SUPPLIED DATA:
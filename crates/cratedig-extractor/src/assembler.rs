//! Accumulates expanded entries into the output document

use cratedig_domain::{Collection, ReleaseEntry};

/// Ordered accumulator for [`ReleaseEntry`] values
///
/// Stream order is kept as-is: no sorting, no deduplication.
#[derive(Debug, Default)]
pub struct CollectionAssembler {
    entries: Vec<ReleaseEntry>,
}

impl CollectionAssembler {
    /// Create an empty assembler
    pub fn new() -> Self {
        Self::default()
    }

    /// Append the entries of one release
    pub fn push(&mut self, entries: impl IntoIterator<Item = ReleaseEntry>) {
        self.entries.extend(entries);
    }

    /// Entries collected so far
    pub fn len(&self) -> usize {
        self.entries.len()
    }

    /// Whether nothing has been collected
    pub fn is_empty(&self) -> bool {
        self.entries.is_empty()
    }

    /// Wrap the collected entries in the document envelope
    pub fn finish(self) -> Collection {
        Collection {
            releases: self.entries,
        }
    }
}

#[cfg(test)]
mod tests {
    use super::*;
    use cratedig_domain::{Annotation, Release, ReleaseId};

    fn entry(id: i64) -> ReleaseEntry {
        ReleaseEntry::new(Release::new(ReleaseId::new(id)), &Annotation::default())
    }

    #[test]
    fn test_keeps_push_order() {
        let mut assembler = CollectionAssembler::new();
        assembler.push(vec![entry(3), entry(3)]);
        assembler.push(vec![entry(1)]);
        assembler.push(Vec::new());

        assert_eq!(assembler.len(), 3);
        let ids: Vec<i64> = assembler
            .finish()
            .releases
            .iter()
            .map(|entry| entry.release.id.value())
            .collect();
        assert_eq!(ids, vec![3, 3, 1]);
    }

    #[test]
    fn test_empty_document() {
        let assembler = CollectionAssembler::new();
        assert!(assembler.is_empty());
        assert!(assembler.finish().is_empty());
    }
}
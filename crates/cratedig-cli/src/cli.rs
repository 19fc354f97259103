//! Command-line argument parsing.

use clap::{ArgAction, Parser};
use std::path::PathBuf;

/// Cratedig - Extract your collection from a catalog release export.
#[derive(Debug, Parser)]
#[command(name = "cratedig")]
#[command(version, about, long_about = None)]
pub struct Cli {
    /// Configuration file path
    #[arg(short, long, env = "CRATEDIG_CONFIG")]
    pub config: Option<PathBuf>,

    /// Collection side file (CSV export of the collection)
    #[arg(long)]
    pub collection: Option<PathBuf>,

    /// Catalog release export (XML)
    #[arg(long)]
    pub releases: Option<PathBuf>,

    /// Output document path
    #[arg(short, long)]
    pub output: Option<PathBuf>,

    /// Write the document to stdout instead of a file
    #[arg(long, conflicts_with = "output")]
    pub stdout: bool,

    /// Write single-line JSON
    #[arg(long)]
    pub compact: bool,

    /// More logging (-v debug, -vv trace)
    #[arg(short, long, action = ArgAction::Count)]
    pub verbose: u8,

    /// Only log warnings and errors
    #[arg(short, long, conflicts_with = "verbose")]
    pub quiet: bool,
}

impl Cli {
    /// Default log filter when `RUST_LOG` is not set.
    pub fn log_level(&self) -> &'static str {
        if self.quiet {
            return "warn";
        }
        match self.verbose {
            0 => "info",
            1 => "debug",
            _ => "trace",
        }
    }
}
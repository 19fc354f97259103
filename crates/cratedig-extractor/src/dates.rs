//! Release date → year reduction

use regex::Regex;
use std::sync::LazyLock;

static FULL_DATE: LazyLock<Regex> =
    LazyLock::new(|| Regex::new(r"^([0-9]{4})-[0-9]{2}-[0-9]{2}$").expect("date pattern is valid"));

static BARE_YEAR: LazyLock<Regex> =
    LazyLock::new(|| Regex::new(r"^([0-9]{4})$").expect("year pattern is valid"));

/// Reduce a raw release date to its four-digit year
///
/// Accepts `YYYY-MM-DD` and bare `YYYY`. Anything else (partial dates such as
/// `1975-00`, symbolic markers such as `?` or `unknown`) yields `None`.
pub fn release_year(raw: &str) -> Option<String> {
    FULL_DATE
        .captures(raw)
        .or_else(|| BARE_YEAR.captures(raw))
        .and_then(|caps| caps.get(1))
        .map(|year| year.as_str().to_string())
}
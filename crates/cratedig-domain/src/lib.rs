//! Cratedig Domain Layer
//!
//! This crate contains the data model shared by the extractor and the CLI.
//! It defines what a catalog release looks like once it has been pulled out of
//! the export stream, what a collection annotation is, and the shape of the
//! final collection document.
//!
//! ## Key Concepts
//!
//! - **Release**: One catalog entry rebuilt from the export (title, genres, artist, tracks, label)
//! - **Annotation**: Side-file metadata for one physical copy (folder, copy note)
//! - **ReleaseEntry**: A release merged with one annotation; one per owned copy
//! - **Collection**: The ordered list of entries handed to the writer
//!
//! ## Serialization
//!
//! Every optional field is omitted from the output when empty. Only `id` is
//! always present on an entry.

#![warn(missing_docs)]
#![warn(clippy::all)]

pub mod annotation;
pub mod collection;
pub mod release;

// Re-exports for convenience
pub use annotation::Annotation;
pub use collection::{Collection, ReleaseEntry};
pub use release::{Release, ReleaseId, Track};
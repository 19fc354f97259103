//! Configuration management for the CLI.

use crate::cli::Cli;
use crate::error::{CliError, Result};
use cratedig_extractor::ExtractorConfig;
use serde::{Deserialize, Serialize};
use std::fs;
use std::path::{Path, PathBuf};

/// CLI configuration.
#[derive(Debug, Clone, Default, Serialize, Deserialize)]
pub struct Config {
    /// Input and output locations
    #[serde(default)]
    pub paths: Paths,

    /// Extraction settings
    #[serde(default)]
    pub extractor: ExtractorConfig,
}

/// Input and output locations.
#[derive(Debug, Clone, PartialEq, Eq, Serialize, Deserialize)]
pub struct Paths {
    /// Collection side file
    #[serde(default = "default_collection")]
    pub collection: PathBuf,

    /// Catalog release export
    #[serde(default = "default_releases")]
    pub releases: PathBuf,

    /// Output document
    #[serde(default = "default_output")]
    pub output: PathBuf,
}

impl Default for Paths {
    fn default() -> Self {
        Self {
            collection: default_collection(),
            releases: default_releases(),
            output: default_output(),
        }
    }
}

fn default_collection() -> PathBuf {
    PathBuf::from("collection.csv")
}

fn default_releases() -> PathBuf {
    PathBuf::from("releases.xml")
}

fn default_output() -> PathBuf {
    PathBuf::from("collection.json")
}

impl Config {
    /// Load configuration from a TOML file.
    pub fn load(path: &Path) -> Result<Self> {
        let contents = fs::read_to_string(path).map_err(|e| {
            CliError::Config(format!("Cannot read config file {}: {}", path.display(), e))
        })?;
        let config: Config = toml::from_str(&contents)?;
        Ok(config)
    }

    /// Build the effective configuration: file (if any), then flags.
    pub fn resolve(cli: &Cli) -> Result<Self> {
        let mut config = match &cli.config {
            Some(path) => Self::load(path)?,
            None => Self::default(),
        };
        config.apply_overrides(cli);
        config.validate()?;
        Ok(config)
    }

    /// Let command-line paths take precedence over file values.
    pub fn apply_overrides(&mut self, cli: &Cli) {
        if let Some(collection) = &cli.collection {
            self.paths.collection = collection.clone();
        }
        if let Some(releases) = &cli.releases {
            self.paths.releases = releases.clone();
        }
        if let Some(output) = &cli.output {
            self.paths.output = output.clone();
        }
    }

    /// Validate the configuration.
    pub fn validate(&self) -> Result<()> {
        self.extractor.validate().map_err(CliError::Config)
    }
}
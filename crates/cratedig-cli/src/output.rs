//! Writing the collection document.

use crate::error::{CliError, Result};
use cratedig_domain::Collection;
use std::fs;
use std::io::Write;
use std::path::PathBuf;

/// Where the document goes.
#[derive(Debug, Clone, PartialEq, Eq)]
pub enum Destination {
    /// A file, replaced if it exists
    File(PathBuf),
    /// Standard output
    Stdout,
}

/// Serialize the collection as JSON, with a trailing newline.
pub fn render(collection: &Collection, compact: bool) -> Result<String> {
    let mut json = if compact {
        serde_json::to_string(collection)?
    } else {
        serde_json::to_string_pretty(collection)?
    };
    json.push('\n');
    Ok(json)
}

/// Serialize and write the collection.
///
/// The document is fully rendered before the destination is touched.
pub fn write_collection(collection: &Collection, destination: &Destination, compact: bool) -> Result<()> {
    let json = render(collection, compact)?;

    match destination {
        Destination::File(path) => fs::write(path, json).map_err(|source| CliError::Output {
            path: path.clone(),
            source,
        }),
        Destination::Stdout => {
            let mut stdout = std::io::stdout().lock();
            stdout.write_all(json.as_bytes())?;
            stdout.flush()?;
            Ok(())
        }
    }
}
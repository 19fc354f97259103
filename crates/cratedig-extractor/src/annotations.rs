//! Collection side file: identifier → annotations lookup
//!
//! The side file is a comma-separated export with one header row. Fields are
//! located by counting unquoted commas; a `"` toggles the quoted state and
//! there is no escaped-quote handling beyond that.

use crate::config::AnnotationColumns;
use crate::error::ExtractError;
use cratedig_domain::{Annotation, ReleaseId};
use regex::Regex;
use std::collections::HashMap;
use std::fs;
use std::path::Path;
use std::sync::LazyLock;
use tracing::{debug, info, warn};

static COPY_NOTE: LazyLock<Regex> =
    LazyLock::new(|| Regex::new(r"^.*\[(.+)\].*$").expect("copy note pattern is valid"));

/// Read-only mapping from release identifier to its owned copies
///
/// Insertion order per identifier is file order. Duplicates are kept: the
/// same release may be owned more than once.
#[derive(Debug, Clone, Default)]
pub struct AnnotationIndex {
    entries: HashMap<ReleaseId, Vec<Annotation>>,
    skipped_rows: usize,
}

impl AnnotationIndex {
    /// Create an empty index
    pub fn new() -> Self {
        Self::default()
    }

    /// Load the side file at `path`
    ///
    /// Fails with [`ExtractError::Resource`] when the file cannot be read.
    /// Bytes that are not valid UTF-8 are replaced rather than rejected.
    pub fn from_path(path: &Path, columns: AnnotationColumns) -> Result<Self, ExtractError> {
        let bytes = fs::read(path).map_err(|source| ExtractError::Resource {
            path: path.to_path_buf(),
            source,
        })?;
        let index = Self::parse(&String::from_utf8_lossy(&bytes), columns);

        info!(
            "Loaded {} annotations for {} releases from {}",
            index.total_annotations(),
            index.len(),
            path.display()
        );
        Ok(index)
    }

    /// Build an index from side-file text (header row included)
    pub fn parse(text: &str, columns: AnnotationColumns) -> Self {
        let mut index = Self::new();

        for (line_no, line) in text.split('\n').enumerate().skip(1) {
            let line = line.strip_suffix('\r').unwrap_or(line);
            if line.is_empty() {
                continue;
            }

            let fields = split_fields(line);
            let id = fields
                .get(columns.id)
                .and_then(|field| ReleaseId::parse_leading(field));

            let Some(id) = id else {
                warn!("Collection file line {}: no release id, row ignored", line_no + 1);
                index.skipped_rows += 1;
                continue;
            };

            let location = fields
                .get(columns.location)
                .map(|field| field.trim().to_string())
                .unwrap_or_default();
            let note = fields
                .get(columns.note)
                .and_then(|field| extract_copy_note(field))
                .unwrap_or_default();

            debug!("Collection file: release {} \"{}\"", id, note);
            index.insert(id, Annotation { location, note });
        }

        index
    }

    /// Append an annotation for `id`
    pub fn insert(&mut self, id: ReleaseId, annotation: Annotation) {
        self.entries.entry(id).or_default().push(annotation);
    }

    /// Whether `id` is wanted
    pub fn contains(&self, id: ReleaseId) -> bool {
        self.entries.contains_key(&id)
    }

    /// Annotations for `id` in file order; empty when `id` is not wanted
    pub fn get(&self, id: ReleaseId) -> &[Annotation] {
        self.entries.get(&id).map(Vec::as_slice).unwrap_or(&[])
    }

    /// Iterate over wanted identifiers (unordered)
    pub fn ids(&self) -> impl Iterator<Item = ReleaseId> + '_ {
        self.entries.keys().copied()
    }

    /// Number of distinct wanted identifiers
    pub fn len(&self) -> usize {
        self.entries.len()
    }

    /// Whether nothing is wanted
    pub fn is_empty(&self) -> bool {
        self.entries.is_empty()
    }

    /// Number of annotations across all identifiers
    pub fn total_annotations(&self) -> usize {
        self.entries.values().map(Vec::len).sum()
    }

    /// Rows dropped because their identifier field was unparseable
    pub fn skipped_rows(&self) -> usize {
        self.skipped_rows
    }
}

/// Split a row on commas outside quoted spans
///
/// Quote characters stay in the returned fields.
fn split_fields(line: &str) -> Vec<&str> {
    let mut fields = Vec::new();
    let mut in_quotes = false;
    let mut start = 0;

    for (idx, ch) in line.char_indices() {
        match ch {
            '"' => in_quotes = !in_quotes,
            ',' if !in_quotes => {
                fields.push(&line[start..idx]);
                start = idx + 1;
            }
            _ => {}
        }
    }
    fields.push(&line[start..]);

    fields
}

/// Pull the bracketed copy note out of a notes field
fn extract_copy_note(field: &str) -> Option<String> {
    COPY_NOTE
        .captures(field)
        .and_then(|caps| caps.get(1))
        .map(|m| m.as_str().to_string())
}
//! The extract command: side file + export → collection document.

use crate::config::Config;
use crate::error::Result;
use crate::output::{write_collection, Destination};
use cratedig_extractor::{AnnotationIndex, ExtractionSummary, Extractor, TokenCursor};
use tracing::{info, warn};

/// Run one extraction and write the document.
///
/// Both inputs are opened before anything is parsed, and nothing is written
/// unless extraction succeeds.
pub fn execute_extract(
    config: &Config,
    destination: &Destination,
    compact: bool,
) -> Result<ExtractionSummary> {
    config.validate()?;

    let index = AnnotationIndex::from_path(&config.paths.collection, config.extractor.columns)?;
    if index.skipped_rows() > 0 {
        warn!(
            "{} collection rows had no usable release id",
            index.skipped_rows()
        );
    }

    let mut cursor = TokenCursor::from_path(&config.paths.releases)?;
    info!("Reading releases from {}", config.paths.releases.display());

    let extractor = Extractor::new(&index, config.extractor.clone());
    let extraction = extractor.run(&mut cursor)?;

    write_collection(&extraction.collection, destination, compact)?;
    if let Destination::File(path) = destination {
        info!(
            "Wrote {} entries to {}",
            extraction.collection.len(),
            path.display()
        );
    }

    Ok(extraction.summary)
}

TASK TO CARRY OUT: Given the records above, return exactly the lines starting at the line containing "a notes field" and ending at the line containing "export → collection document.", including both.

FINAL ANSWER:
/// Pull the bracketed copy note out of a notes field
fn extract_copy_note(field: &str) -> Option<String> {
    COPY_NOTE
        .captures(field)
        .and_then(|caps| caps.get(1))
        .map(|m| m.as_str().to_string())
}
//! The extract command: side file + export → collection document.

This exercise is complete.